O L’Artusi é um restaurante italiano em Lisboa, que não só gira à volta de um livro de 790 receitas como funciona exclusivamente para servir o que está dentro do livro. A figura de proa é Pellegrino Artusi, que em 1890 publicou o guia dos guias da cozinha transalpina, «A Ciência na Cozinha e a Arte de Bem Comer». Que o que sai das panelas e frigideiras dos cozinheiros Marco e Giovanni segue à risca as regras de Pellegrino é algo comprovado à mesa, com uma ementa sempre em mudanças que cita o número da receita e umas quantas folhas atadas por cordel que nos dão a tradução em português de Portugal. O L’Artusi diz-nos o que se come e como se faz. A tal ‘arte de bem comer’? Bem, o cliente tem de fazer alguma coisa, não?
No lisboeta bairro de Santos, a Avenida D. Carlos I faz uma pausa em meia dúzia de degraus para se esconder na Rua do Mercatudo em Santos. O L’Artusi está a dois passos, onde em tempos idos um restaurante com o nome da rua dava de manjar aos passantes e outros fiéis. A bem dizer, Paolo Morosi (o dono) e a sua trupe italiana mal mexeu na casa. O mármore branco e negro toma conta das paredes e a madeira rusticamente esculpida anuncia o burburinho da cozinha. Nos pregos penduram-se fotografias de figuras de proa das artes de Itália na segunda metade do século XIX ou reproduções de pinturas de época. A moldura maior, já se adivinha, enaltece o semblante de Pellegrino, filho das terras de Forlimpopoli e homem de bonomia evidente, ele próprio emoldurado por duas fartas suíças que lhe arredondam a cara como num cartaz de boas-vindas.

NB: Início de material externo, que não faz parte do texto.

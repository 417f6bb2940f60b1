use std::fmt;

use serde::{Deserialize, Serialize};

/// Half-open interval `[start, end)` of scan positions.
///
/// Boundaries are a pure function of the position and the configured size, so every client
/// derives the same ranges without talking to the others.
#[derive(Debug, Clone, Copy, PartialEq, Eq, Hash, PartialOrd, Ord, Serialize, Deserialize)]
pub struct Range {
    pub start: u64,
    pub end: u64,
}

impl Range {
    pub fn containing(position: u64, size: u64) -> Self {
        Self::at_index(position / size.max(1), size)
    }

    pub fn at_index(index: u64, size: u64) -> Self {
        let size = size.max(1);
        let start = index.saturating_mul(size);
        Self {
            start,
            end: start.saturating_add(size),
        }
    }

    pub fn size(&self) -> u64 {
        self.end.saturating_sub(self.start)
    }

    pub fn index(&self) -> u64 {
        self.start / self.size().max(1)
    }

    pub fn contains(&self, position: u64) -> bool {
        self.start <= position && position < self.end
    }

    pub fn positions(&self) -> std::ops::Range<u64> {
        self.start..self.end
    }

    /// `"{start}-{end}"`, used in store keys.
    pub fn label(&self) -> String {
        format!("{}-{}", self.start, self.end)
    }
}

impl fmt::Display for Range {
    fn fmt(&self, f: &mut fmt::Formatter<'_>) -> fmt::Result {
        write!(f, "[{}, {})", self.start, self.end)
    }
}

#[cfg(test)]
mod tests {
    use super::Range;

    #[test]
    fn boundaries_depend_only_on_position_and_size() {
        let range = Range::containing(617, 300);
        assert_eq!(range, Range { start: 600, end: 900 });
        assert_eq!(range.index(), 2);
        assert_eq!(Range::at_index(2, 300), range);
        assert!(range.contains(600));
        assert!(!range.contains(900));
        assert_eq!(range.label(), "600-900");
    }
}
use std::sync::atomic::{AtomicU64, Ordering};
use std::sync::Arc;
use std::time::{Duration, SystemTime, UNIX_EPOCH};

/// Wall-clock source for lease timestamps and breaker cooldowns.
///
/// Lease expiry is compared across machines, so this is epoch milliseconds rather than a
/// monotonic instant.
pub trait Clock: Send + Sync {
    fn now_ms(&self) -> u64;
}

impl<T> Clock for Arc<T>
where
    T: Clock + ?Sized,
{
    fn now_ms(&self) -> u64 {
        (**self).now_ms()
    }
}

#[derive(Debug, Default, Clone, Copy)]
pub struct SystemClock;

impl Clock for SystemClock {
    fn now_ms(&self) -> u64 {
        SystemTime::now()
            .duration_since(UNIX_EPOCH)
            .map(|elapsed| u64::try_from(elapsed.as_millis()).unwrap_or(u64::MAX))
            .unwrap_or_default()
    }
}

/// Hand-driven clock for tests.
#[derive(Debug, Default)]
pub struct ManualClock {
    now_ms: AtomicU64,
}

impl ManualClock {
    pub fn starting_at(now_ms: u64) -> Self {
        Self {
            now_ms: AtomicU64::new(now_ms),
        }
    }

    pub fn advance(&self, by: Duration) {
        let by_ms = u64::try_from(by.as_millis()).unwrap_or(u64::MAX);
        self.now_ms.fetch_add(by_ms, Ordering::SeqCst);
    }

    pub fn set(&self, now_ms: u64) {
        self.now_ms.store(now_ms, Ordering::SeqCst);
    }
}

impl Clock for ManualClock {
    fn now_ms(&self) -> u64 {
        self.now_ms.load(Ordering::SeqCst)
    }
}

pub type SharedClock = Arc<dyn Clock>;

pub fn duration_ms(duration: Duration) -> u64 {
    u64::try_from(duration.as_millis()).unwrap_or(u64::MAX)
}
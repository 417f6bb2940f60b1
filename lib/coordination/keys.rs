use super::Range;
use crate::work::WorkId;

/// Store key layout shared by every client of one dataset namespace.
#[derive(Debug, Clone, PartialEq, Eq)]
pub struct KeyLayout {
    prefix: String,
}

impl KeyLayout {
    pub fn new(namespace: &str) -> Self {
        let trimmed = namespace.trim_matches('/');
        let prefix = if trimmed.is_empty() {
            String::new()
        } else {
            format!("{trimmed}/")
        };
        Self { prefix }
    }

    pub fn item_lock(&self, id: &WorkId) -> String {
        format!("{}locks/{id}.json", self.prefix)
    }

    pub fn item_done(&self, id: &WorkId) -> String {
        format!("{}done/{id}", self.prefix)
    }

    pub fn range_lock(&self, range: &Range) -> String {
        format!("{}ranges/locks/{}.json", self.prefix, range.label())
    }

    pub fn range_done(&self, range: &Range) -> String {
        format!("{}ranges/done/{}", self.prefix, range.label())
    }

    pub fn range_progress(&self, range: &Range) -> String {
        format!("{}ranges/progress/{}.json", self.prefix, range.label())
    }

    pub fn range_abandoned(&self, range: &Range) -> String {
        format!("{}ranges/abandoned/{}.json", self.prefix, range.label())
    }

    pub fn done_prefix(&self) -> String {
        format!("{}ranges/done_prefix.json", self.prefix)
    }

    pub fn artifact(&self, id: &WorkId, file_name: &str) -> String {
        format!("{}artifacts/{id}/{file_name}", self.prefix)
    }
}

#[cfg(test)]
mod tests {
    use super::KeyLayout;
    use crate::coordination::Range;
    use crate::work::WorkId;

    #[test]
    fn keys_are_namespaced() {
        let keys = KeyLayout::new("/unsplash/");
        let id = WorkId::parse("abc").expect("id");
        let range = Range::at_index(1, 300);

        assert_eq!(keys.item_lock(&id), "unsplash/locks/abc.json");
        assert_eq!(keys.item_done(&id), "unsplash/done/abc");
        assert_eq!(keys.range_lock(&range), "unsplash/ranges/locks/300-600.json");
        assert_eq!(keys.range_done(&range), "unsplash/ranges/done/300-600");
        assert_eq!(keys.artifact(&id, "abc.ply"), "unsplash/artifacts/abc/abc.ply");
        assert_eq!(KeyLayout::new("").done_prefix(), "ranges/done_prefix.json");
    }
}
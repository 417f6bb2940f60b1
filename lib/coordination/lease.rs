use serde::{Deserialize, Serialize};

/// JSON body of a lock object.
///
/// `acquired_at_ms` is rewritten on every renewal, so it doubles as the last-touched time used
/// for range freshness.
#[derive(Debug, Clone, PartialEq, Serialize, Deserialize)]
pub struct LeasePayload {
    pub owner: String,
    pub acquired_at_ms: u64,
    pub ttl_ms: u64,
    #[serde(default, skip_serializing_if = "serde_json::Value::is_null")]
    pub extra: serde_json::Value,
}

impl LeasePayload {
    pub fn new(owner: &str, acquired_at_ms: u64, ttl_ms: u64) -> Self {
        Self {
            owner: owner.to_string(),
            acquired_at_ms,
            ttl_ms,
            extra: serde_json::Value::Null,
        }
    }

    pub fn expires_at_ms(&self) -> u64 {
        self.acquired_at_ms.saturating_add(self.ttl_ms)
    }

    pub fn is_stale(&self, now_ms: u64) -> bool {
        now_ms.saturating_sub(self.acquired_at_ms) > self.ttl_ms
    }

    pub fn encode(&self) -> Vec<u8> {
        serde_json::to_vec(self).unwrap_or_default()
    }

    /// `None` for bodies that do not parse; callers treat those leases as stale.
    pub fn decode(bytes: &[u8]) -> Option<Self> {
        serde_json::from_slice(bytes).ok()
    }
}

/// Body of a done marker. Presence of the key is what matters; the body is informational.
#[derive(Debug, Clone, PartialEq, Eq, Serialize, Deserialize)]
pub struct DoneRecord {
    pub owner: String,
    pub done_at_ms: u64,
}

impl DoneRecord {
    pub fn encode(&self) -> Vec<u8> {
        serde_json::to_vec(self).unwrap_or_default()
    }
}

#[cfg(test)]
mod tests {
    use super::LeasePayload;

    #[test]
    fn staleness_is_strictly_after_ttl() {
        let lease = LeasePayload::new("a", 1_000, 500);
        assert!(!lease.is_stale(1_500));
        assert!(lease.is_stale(1_501));
        assert_eq!(lease.expires_at_ms(), 1_500);
    }

    #[test]
    fn decode_tolerates_missing_extra_and_rejects_garbage() {
        let decoded =
            LeasePayload::decode(br#"{"owner":"b","acquired_at_ms":5,"ttl_ms":10}"#).expect("lease");
        assert_eq!(decoded, LeasePayload::new("b", 5, 10));
        assert!(LeasePayload::decode(b"not json").is_none());
        assert_eq!(LeasePayload::decode(&decoded.encode()), Some(decoded));
    }
}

Barbara Mura cuida da clientela e põe a mão na massa, que há mais do que um dedo dela nos tortellini e seu pares. É a nossa sorte: Dona Barbara aconselha o que levar ao estômago, explicando de onde vêm os ingredientes mesmo que os ditos não se mostrem à primeira olhadela, e como humedecer os beiços. É a ‘culpada’ pela escolha do maravilhoso tinto Memoro, da família Piccini, inventado com castas dos quatro cantos de Itália para celebrar os 150 anos da unidade definitiva do país (1861). À mesa dos três amigos chegaram duas garrafas e uma vontade de repetir a dose que foi difícil de segurar.

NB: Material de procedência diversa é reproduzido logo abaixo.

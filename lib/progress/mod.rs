//! Frontier + holes tracking for a strictly ordered scan.
//!
//! Every position below `frontier` is done. `holes` holds done positions at or above the
//! frontier that are not yet contiguous with it. Only this fringe is kept in memory.

mod store;

use std::collections::BTreeSet;

use serde::{Deserialize, Serialize};

pub use store::{ProgressStore, ProgressStoreError};

#[derive(Debug, Clone, Default, PartialEq, Eq)]
pub struct OrderedProgress {
    frontier: u64,
    holes: BTreeSet<u64>,
}

/// Persisted form of `OrderedProgress`.
#[derive(Debug, Clone, Default, PartialEq, Eq, Serialize, Deserialize)]
pub struct ProgressSnapshot {
    pub frontier: u64,
    #[serde(default)]
    pub holes: Vec<u64>,
}

impl OrderedProgress {
    pub fn new(frontier: u64) -> Self {
        Self {
            frontier,
            holes: BTreeSet::new(),
        }
    }

    /// Restores persisted state. Holes below `frontier` are discarded and holes contiguous with
    /// it are compacted, so a hand-edited or stale snapshot still satisfies the invariants.
    pub fn load(frontier: u64, holes: impl IntoIterator<Item = u64>) -> Self {
        let mut progress = Self::new(frontier);
        progress
            .holes
            .extend(holes.into_iter().filter(|id| *id >= frontier));
        progress.compact();
        progress
    }

    pub fn from_snapshot(snapshot: &ProgressSnapshot) -> Self {
        Self::load(snapshot.frontier, snapshot.holes.iter().copied())
    }

    pub fn snapshot(&self) -> ProgressSnapshot {
        ProgressSnapshot {
            frontier: self.frontier,
            holes: self.holes.iter().copied().collect(),
        }
    }

    pub fn frontier(&self) -> u64 {
        self.frontier
    }

    pub fn holes(&self) -> &BTreeSet<u64> {
        &self.holes
    }

    /// Marks `id` complete. Returns true when the frontier moved.
    pub fn observe(&mut self, id: u64) -> bool {
        if id < self.frontier {
            return false;
        }
        if id > self.frontier {
            self.holes.insert(id);
            return false;
        }
        self.frontier += 1;
        self.compact();
        true
    }

    pub fn is_done(&self, id: u64) -> bool {
        id < self.frontier || self.holes.contains(&id)
    }

    /// Marks every position in `[start, end)` complete.
    pub fn observe_range(&mut self, start: u64, end: u64) -> bool {
        if start <= self.frontier {
            return self.advance_to(end);
        }
        self.holes.extend(start..end);
        false
    }

    /// Moves the frontier forward to `position` (never backward), for example when a shared
    /// done prefix shows that everything below it is finished.
    pub fn advance_to(&mut self, position: u64) -> bool {
        if position <= self.frontier {
            return false;
        }
        self.frontier = position;
        self.holes = self.holes.split_off(&position);
        self.compact();
        true
    }

    /// Positions in `[start, end)` not yet known to be done.
    pub fn pending_in(&self, start: u64, end: u64) -> impl Iterator<Item = u64> + '_ {
        (start.max(self.frontier)..end).filter(move |id| !self.holes.contains(id))
    }

    fn compact(&mut self) {
        while self.holes.remove(&self.frontier) {
            self.frontier += 1;
        }
    }
}

#[cfg(test)]
mod tests {
    use super::{OrderedProgress, ProgressSnapshot};
    use rand::rngs::StdRng;
    use rand::seq::SliceRandom;
    use rand::SeedableRng;

    #[test]
    fn contiguous_run_compacts_when_gap_closes() {
        let mut progress = OrderedProgress::new(4);
        for id in [5, 6, 7] {
            assert!(!progress.observe(id));
        }
        assert_eq!(progress.frontier(), 4);

        assert!(progress.observe(4));

        assert_eq!(progress.frontier(), 8);
        assert!(progress.holes().is_empty());
    }

    #[test]
    fn holes_persist_until_gap_is_filled() {
        let mut progress = OrderedProgress::new(5);
        progress.observe(6);
        progress.observe(8);

        assert_eq!(progress.frontier(), 5);
        assert_eq!(progress.holes().iter().copied().collect::<Vec<_>>(), vec![6, 8]);

        progress.observe(7);
        assert_eq!(progress.frontier(), 5);

        progress.observe(5);
        assert_eq!(progress.frontier(), 9);
        assert!(progress.holes().is_empty());
    }

    #[test]
    fn observing_below_frontier_is_ignored() {
        let mut progress = OrderedProgress::new(10);
        assert!(!progress.observe(3));
        assert_eq!(progress.frontier(), 10);
        assert!(progress.holes().is_empty());
        assert!(progress.is_done(3));
    }

    #[test]
    fn frontier_is_monotonic_and_done_is_stable_under_any_order() {
        for seed in 0..32u64 {
            let mut ids: Vec<u64> = (0..64).chain(0..16).collect();
            ids.shuffle(&mut StdRng::seed_from_u64(seed));

            let mut progress = OrderedProgress::new(0);
            let mut seen_done = Vec::new();
            let mut last_frontier = 0;
            for id in ids {
                progress.observe(id);
                assert!(progress.frontier() >= last_frontier, "seed {seed}");
                last_frontier = progress.frontier();
                seen_done.push(id);
                for done in &seen_done {
                    assert!(progress.is_done(*done), "seed {seed} lost {done}");
                }
                assert!(progress.holes().iter().all(|hole| *hole > progress.frontier()));
            }
            assert_eq!(progress.frontier(), 64);
            assert!(progress.holes().is_empty());
        }
    }

    #[test]
    fn load_discards_stale_holes_and_compacts() {
        let progress = OrderedProgress::load(10, [2, 10, 11, 15]);
        assert_eq!(progress.frontier(), 12);
        assert_eq!(progress.holes().iter().copied().collect::<Vec<_>>(), vec![15]);
        assert_eq!(
            progress.snapshot(),
            ProgressSnapshot {
                frontier: 12,
                holes: vec![15]
            }
        );
    }

    #[test]
    fn advance_to_drops_covered_holes_and_never_moves_backward() {
        let mut progress = OrderedProgress::load(0, [3, 301, 302, 400]);
        assert!(progress.advance_to(300));
        assert_eq!(progress.frontier(), 300);
        assert!(!progress.advance_to(100));
        assert_eq!(progress.frontier(), 300);

        progress.observe(300);
        assert_eq!(progress.frontier(), 303);
        assert_eq!(progress.holes().iter().copied().collect::<Vec<_>>(), vec![400]);
    }

    #[test]
    fn observe_range_ahead_of_frontier_records_holes() {
        let mut progress = OrderedProgress::new(0);
        progress.observe_range(10, 13);
        assert_eq!(progress.frontier(), 0);
        assert_eq!(progress.pending_in(8, 14).collect::<Vec<_>>(), vec![8, 9, 13]);

        progress.observe_range(0, 10);
        assert_eq!(progress.frontier(), 13);
    }
}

Abriu-se a festa com Empadão de Caça de recheio solto e sem vislumbre de secura e uma língua de vitela de se desfazer na nossa, de finíssimo fatiado e encimado por uma discreta pasta de verduras e atum. Regressam para outra volta à arena (o atum e o vitelo) no Vitello Tonne que estava de se lhe pedir dose tripla, o carpaccio de polvo no ponto onde é sensato querê-lo e a volta do pombo, acomodado na perfeição em tortellini daqueles que se vêem à distância. Quando um trio de compinchas se apercebe que metade da conversa regada a Memoro tem por assunto o que há de arte em comer bem no L’Artusi, já se vê que de dia ou de noite aquilo é a nossa nova casa.
Sem um amargo de boca que se sentisse, eis que dão entrada em cena o mais suave tiramisú, um gelado amendoado de estalo e um bolo de frutos silvestres de mestria pasteleira. A senhora Mura achou por bem que os cafés deviam ser curtos e de coice, com uma saborosa grappa gialla (amarela) da reserva Nardelli a fechar o regabofe. E os amigos a fechar a casa, que não havia maneira de nos tirarem de lá. Se soubéssemos que o L’Artusi era assim tão bom tínhamos levado sacos-cama.
Este L’Artusi é um restaurante italiano desavergonhadamente caseiro, requintado na forma como faz questão de ser rústico. Está entre os melhores de Lisboa. E na cidade é bem capaz de não haver outro italiano que se lhe compare.